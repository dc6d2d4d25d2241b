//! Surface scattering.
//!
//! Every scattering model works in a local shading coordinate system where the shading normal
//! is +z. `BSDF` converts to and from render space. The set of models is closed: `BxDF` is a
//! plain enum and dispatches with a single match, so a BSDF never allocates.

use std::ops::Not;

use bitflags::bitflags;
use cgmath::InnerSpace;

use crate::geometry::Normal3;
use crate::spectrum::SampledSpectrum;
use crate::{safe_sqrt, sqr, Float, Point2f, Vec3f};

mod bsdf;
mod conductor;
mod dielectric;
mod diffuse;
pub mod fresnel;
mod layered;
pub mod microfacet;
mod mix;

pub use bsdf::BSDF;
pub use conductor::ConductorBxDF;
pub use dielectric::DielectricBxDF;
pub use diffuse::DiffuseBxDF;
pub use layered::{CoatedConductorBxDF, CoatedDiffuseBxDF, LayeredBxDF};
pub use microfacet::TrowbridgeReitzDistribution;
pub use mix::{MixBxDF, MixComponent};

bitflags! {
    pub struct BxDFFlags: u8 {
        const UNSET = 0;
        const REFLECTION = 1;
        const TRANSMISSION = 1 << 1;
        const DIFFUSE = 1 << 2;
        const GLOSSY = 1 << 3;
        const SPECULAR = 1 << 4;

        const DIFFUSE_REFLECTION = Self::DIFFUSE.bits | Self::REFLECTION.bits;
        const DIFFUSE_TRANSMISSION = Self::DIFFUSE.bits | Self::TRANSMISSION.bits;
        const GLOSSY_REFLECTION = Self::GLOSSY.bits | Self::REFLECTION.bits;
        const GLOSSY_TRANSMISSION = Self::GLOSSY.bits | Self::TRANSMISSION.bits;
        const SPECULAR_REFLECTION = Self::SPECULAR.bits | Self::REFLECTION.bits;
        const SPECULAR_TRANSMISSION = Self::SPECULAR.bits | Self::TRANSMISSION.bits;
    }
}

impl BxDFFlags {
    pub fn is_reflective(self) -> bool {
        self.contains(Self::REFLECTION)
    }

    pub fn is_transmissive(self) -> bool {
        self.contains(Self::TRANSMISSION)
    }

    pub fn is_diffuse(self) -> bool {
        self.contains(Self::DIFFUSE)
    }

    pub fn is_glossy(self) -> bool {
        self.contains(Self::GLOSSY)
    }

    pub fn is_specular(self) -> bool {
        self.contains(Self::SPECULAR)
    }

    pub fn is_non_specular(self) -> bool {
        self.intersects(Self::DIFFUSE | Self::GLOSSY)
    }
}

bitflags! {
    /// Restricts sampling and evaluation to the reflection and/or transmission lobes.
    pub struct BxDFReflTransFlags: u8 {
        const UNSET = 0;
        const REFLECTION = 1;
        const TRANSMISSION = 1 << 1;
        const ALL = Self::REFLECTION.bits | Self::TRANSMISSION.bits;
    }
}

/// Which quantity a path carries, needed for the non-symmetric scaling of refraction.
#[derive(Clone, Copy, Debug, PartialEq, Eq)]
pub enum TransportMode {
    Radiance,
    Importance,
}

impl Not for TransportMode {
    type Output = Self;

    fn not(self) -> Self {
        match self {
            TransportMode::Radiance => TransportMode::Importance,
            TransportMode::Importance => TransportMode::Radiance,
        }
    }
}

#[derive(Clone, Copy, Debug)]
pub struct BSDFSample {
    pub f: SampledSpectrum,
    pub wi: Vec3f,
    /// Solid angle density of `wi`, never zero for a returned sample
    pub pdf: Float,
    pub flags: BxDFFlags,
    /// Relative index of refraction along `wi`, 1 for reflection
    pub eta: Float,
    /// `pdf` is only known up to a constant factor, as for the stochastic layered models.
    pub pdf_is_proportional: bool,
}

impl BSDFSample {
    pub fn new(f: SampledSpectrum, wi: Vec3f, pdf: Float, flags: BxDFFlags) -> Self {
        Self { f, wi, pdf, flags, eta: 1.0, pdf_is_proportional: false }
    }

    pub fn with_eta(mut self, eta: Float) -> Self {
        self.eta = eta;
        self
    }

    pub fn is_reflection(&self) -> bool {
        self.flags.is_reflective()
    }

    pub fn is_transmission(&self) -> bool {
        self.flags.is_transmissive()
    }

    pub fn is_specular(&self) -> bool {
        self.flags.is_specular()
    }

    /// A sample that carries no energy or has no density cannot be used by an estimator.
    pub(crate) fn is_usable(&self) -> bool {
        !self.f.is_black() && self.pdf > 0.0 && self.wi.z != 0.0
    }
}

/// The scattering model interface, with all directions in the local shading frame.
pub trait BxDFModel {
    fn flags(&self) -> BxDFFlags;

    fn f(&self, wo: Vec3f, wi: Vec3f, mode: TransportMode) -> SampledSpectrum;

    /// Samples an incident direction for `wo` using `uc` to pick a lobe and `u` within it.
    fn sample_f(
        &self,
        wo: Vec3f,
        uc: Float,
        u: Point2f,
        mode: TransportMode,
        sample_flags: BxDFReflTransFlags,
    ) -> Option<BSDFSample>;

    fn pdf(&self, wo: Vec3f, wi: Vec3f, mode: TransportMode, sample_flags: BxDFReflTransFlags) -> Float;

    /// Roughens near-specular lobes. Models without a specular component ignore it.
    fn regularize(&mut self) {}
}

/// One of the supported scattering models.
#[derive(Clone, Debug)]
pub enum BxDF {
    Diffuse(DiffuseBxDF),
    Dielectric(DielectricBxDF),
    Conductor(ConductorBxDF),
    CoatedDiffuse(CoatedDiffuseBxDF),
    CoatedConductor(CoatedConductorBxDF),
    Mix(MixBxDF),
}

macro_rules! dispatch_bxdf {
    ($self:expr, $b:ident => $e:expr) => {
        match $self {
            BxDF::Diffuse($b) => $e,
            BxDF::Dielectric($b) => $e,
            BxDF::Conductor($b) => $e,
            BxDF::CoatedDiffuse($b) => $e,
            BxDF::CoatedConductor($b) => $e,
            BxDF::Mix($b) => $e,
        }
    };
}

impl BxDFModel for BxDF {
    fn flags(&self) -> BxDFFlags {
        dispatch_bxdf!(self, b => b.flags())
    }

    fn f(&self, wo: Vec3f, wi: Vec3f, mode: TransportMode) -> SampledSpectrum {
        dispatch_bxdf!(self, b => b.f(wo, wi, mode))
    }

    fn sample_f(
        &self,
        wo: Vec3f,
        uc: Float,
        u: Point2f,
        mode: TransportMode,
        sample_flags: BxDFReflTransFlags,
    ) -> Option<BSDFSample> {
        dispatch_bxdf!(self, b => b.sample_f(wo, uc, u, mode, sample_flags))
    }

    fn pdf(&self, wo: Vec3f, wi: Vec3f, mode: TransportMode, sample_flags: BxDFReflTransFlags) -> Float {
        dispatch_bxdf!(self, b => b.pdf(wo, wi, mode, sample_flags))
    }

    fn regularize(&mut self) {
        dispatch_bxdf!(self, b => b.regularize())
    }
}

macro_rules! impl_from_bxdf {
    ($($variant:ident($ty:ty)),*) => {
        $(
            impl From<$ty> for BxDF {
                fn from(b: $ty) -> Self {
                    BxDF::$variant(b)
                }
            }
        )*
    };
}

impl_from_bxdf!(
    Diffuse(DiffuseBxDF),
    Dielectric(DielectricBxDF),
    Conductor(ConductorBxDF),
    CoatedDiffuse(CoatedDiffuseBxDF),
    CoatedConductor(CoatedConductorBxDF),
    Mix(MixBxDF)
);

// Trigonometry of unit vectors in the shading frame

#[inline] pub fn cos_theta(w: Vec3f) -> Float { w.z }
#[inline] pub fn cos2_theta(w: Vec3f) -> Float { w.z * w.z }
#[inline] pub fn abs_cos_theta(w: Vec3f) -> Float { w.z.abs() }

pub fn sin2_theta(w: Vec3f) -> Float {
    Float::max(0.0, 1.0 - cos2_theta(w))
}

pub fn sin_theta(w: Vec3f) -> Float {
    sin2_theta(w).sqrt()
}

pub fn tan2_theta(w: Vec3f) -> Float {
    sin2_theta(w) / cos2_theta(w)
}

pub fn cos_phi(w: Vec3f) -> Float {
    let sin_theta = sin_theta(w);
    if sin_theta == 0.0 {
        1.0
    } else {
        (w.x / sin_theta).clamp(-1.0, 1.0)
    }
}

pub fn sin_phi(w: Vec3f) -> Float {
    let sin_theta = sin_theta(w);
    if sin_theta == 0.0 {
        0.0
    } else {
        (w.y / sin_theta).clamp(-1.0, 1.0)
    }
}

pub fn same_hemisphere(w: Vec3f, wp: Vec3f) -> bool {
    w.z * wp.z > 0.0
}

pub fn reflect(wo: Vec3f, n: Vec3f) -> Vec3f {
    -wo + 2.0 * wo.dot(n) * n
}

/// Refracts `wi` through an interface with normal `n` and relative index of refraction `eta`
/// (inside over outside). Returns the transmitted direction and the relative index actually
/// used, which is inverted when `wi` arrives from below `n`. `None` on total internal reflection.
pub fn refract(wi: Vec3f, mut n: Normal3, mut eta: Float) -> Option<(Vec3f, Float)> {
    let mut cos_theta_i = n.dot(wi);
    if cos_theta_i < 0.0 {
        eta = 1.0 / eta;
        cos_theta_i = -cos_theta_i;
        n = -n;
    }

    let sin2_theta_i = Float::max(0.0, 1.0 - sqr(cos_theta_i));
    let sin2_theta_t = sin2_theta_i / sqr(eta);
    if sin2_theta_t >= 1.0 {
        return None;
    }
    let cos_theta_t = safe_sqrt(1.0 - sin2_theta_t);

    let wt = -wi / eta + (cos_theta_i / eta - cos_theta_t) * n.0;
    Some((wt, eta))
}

· · · · · · ·

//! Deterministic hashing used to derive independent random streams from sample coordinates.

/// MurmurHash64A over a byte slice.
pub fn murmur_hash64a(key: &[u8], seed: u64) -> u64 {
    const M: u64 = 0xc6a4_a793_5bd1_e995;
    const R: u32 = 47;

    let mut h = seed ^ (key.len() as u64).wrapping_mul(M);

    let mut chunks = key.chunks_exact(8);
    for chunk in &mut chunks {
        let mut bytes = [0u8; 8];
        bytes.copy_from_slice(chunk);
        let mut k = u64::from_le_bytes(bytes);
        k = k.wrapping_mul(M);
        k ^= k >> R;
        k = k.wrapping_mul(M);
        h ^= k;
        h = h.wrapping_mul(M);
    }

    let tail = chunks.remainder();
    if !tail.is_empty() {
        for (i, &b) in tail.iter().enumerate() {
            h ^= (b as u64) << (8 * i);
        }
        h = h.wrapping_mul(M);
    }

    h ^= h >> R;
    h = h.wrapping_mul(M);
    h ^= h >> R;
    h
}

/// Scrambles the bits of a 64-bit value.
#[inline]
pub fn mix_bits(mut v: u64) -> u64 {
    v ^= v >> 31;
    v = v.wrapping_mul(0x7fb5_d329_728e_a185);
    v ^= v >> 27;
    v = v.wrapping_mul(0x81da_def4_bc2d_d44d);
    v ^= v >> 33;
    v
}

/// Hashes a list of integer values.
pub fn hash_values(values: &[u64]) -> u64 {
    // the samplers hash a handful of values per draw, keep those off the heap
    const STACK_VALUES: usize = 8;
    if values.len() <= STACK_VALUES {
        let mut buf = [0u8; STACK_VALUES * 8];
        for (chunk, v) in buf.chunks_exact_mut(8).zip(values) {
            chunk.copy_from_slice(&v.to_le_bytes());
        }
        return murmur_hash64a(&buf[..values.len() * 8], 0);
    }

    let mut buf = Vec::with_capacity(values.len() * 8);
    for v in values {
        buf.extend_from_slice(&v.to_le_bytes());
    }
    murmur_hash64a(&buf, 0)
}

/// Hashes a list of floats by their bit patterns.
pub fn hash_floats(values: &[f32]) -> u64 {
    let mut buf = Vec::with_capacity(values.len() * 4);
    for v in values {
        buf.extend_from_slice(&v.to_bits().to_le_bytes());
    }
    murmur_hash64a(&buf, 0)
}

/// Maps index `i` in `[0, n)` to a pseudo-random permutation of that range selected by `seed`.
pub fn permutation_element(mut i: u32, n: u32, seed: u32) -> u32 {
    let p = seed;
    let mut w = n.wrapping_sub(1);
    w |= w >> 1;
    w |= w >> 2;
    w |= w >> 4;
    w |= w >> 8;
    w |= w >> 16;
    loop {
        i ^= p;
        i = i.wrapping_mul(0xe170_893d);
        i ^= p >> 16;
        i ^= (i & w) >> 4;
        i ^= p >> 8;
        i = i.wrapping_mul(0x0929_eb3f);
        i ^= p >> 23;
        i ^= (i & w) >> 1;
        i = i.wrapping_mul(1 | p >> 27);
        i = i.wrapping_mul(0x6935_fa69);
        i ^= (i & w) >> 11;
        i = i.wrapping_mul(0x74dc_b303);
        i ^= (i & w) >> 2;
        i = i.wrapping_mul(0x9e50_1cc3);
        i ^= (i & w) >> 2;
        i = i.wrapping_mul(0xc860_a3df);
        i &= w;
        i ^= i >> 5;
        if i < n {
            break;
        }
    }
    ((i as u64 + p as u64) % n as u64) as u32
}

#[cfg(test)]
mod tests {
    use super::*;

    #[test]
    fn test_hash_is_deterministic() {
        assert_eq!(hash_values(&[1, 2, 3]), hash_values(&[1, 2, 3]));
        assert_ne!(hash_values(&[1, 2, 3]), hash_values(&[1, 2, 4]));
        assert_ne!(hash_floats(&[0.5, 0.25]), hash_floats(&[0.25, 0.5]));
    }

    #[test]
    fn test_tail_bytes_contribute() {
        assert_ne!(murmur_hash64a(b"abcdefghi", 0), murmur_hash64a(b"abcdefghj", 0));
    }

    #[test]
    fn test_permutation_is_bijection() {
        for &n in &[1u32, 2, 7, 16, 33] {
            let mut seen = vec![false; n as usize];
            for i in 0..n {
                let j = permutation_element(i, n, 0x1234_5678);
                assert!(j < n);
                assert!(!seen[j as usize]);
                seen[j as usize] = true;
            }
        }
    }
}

· · · · · · ·

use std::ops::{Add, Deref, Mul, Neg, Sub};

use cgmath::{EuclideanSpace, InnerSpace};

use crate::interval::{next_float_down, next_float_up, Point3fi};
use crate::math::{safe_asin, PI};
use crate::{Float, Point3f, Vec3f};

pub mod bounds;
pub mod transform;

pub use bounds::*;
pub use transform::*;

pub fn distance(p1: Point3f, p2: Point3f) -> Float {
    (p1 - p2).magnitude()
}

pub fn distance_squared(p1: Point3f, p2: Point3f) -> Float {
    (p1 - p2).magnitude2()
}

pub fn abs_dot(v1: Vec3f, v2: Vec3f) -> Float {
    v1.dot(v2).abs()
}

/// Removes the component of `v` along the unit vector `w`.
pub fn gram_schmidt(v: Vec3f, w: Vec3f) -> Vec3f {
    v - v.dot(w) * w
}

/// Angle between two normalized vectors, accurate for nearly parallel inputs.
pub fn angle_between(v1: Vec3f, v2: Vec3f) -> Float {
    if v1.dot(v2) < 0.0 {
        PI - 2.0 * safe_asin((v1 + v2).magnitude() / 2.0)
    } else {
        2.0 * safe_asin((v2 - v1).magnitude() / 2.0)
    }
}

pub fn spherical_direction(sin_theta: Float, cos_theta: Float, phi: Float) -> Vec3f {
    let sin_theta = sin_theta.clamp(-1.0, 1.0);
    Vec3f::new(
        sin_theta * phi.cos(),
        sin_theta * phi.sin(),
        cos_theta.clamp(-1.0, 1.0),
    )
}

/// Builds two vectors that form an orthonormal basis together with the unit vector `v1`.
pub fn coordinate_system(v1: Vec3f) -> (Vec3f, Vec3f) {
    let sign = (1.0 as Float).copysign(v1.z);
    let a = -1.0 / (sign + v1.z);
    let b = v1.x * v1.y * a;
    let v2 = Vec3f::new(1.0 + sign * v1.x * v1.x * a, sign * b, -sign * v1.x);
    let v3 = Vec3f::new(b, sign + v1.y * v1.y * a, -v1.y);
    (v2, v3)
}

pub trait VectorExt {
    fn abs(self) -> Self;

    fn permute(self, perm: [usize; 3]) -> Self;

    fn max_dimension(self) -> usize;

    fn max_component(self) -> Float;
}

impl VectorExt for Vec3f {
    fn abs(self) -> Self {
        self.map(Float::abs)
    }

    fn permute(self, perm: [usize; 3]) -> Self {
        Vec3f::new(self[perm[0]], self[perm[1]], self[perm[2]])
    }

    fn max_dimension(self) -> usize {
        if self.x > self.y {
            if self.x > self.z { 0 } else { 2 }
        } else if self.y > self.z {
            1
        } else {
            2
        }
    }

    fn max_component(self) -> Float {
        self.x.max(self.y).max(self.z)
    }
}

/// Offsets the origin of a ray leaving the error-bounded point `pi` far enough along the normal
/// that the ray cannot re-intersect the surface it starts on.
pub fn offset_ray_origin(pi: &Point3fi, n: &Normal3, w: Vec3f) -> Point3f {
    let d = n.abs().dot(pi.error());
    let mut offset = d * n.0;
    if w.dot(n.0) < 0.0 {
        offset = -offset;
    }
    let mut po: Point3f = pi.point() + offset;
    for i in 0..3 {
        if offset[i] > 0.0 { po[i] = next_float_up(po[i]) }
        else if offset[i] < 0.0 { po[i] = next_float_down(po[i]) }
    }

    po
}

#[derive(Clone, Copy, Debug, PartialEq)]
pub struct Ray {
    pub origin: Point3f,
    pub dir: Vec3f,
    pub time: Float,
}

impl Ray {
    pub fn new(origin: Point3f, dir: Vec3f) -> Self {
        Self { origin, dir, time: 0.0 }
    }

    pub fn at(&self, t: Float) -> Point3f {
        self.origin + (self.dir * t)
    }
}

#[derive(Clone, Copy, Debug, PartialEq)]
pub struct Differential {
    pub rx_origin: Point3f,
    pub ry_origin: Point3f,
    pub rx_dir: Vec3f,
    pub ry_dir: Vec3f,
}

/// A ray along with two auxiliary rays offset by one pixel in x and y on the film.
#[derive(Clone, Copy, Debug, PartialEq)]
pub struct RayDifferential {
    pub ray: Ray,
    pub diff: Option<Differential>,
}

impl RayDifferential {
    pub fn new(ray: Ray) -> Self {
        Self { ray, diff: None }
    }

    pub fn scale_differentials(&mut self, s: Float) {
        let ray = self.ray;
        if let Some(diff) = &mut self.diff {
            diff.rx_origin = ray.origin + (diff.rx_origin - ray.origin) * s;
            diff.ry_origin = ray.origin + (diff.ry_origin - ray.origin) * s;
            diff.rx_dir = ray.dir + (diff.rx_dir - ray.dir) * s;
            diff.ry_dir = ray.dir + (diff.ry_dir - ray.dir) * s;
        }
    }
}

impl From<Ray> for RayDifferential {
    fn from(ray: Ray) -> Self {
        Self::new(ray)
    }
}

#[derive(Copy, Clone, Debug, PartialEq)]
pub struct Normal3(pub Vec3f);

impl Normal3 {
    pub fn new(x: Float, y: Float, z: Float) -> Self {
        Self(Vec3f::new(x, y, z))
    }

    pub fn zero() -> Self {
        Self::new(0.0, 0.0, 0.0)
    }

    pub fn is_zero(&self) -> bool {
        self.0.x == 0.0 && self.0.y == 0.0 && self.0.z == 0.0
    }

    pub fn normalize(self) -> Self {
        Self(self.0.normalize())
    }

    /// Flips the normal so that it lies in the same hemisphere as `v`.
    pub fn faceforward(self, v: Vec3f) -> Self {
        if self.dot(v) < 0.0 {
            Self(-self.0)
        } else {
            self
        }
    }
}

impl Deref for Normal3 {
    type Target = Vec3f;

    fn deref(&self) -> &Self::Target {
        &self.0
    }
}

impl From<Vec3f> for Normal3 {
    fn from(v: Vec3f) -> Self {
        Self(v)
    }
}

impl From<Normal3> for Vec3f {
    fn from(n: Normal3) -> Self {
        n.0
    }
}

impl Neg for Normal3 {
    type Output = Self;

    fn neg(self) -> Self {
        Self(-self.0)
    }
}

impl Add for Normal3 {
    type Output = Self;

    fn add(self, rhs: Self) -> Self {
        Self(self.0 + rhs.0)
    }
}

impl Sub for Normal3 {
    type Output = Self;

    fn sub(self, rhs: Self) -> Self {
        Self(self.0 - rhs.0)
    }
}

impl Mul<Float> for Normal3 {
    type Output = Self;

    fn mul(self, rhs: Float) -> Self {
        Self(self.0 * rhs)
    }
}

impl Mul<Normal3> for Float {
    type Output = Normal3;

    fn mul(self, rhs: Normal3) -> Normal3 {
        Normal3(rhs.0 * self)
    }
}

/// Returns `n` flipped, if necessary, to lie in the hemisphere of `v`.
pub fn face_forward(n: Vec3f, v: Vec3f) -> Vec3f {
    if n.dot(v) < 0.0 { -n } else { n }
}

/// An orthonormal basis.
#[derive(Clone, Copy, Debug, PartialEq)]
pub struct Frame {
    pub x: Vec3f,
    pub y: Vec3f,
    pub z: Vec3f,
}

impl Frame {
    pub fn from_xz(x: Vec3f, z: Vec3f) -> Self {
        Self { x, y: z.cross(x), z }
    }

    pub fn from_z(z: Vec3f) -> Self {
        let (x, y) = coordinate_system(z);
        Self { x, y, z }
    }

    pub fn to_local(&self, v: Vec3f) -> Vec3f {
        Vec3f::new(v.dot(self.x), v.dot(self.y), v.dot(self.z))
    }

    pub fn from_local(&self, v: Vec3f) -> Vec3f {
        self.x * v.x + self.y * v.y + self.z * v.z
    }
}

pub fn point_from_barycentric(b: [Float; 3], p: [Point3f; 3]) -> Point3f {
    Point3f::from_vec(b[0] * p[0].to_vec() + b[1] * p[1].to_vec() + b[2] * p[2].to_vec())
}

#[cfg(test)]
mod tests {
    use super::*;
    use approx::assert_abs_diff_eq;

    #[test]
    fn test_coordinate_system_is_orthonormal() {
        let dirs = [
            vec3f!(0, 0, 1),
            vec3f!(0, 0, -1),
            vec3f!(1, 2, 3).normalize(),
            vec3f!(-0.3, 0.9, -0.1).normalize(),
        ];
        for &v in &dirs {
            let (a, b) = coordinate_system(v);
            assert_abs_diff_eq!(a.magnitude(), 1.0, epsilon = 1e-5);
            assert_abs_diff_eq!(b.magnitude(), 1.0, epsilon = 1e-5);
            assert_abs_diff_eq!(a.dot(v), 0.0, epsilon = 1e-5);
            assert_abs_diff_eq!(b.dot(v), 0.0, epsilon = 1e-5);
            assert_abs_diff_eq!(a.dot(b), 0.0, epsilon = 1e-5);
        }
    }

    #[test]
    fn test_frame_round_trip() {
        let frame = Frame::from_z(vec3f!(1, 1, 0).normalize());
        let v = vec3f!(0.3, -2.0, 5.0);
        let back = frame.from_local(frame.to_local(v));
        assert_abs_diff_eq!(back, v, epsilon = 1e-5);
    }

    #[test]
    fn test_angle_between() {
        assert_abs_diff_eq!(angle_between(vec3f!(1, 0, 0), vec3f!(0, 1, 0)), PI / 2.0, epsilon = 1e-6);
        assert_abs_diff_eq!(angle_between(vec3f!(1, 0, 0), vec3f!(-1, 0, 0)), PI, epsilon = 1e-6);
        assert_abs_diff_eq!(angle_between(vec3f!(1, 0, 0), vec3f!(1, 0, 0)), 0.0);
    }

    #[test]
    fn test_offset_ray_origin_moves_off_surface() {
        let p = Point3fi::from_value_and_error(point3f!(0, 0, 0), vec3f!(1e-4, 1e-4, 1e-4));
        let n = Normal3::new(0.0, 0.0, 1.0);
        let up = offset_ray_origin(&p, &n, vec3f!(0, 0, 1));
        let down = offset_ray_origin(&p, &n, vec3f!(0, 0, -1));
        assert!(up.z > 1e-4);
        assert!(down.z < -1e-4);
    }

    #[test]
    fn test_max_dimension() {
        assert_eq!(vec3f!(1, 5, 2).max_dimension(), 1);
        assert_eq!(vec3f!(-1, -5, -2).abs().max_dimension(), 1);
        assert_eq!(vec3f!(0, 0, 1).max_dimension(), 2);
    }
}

· · · · · · ·

EXERCISE BRIEF =
Check each line above for the word "InnerSpace" and copy the ones that have it.

RESULT =
use cgmath::InnerSpace;
use cgmath::{EuclideanSpace, InnerSpace};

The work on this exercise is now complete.